(REQUIRED WORK) Line by line, copy the material that follows without leaving anything out.
*** EXERCISE MATERIALS ***
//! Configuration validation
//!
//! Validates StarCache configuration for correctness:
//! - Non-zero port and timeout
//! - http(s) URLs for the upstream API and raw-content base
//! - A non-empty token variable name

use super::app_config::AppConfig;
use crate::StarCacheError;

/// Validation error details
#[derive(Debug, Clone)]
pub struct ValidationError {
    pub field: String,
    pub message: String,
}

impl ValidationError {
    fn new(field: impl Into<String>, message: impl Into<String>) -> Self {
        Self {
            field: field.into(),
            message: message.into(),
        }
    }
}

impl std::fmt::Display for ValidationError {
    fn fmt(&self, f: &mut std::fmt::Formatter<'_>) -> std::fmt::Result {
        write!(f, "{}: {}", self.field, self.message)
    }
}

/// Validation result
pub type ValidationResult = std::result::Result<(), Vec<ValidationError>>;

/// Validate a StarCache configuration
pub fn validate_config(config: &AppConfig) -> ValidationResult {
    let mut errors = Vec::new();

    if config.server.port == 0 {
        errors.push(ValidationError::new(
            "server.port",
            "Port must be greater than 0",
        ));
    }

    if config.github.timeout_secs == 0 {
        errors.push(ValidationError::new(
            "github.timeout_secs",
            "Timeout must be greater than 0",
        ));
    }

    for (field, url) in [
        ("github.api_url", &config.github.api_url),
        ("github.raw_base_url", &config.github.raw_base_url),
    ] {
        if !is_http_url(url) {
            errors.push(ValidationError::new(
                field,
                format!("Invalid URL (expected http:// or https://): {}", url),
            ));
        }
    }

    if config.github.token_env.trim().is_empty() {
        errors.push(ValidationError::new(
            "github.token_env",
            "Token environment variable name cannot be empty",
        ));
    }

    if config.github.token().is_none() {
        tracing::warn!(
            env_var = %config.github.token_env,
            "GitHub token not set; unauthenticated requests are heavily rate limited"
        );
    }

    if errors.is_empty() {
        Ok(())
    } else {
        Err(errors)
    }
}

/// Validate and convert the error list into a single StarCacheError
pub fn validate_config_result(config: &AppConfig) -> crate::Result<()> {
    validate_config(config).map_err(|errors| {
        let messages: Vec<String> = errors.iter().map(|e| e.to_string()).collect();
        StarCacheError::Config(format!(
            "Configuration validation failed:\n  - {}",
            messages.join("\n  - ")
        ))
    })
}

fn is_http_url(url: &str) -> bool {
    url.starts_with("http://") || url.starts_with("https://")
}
***
(SOLUTION TO THE EXERCISE)
//! Configuration validation
//!
//! Validates StarCache configuration for correctness:
//! - Non-zero port and timeout
//! - http(s) URLs for the upstream API and raw-content base
//! - A non-empty token variable name

use super::app_config::AppConfig;
use crate::StarCacheError;

/// Validation error details
#[derive(Debug, Clone)]
pub struct ValidationError {
    pub field: String,
    pub message: String,
}

impl ValidationError {
    fn new(field: impl Into<String>, message: impl Into<String>) -> Self {
        Self {
            field: field.into(),
            message: message.into(),
        }
    }
}

impl std::fmt::Display for ValidationError {
    fn fmt(&self, f: &mut std::fmt::Formatter<'_>) -> std::fmt::Result {
        write!(f, "{}: {}", self.field, self.message)
    }
}

/// Validation result
pub type ValidationResult = std::result::Result<(), Vec<ValidationError>>;

/// Validate a StarCache configuration
pub fn validate_config(config: &AppConfig) -> ValidationResult {
    let mut errors = Vec::new();

    if config.server.port == 0 {
        errors.push(ValidationError::new(
            "server.port",
            "Port must be greater than 0",
        ));
    }

    if config.github.timeout_secs == 0 {
        errors.push(ValidationError::new(
            "github.timeout_secs",
            "Timeout must be greater than 0",
        ));
    }

    for (field, url) in [
        ("github.api_url", &config.github.api_url),
        ("github.raw_base_url", &config.github.raw_base_url),
    ] {
        if !is_http_url(url) {
            errors.push(ValidationError::new(
                field,
                format!("Invalid URL (expected http:// or https://): {}", url),
            ));
        }
    }

    if config.github.token_env.trim().is_empty() {
        errors.push(ValidationError::new(
            "github.token_env",
            "Token environment variable name cannot be empty",
        ));
    }

    if config.github.token().is_none() {
        tracing::warn!(
            env_var = %config.github.token_env,
            "GitHub token not set; unauthenticated requests are heavily rate limited"
        );
    }

    if errors.is_empty() {
        Ok(())
    } else {
        Err(errors)
    }
}

/// Validate and convert the error list into a single StarCacheError
pub fn validate_config_result(config: &AppConfig) -> crate::Result<()> {
    validate_config(config).map_err(|errors| {
        let messages: Vec<String> = errors.iter().map(|e| e.to_string()).collect();
        StarCacheError::Config(format!(
            "Configuration validation failed:\n  - {}",
            messages.join("\n  - ")
        ))
    })
}

fn is_http_url(url: &str) -> bool {
    url.starts_with("http://") || url.starts_with("https://")
}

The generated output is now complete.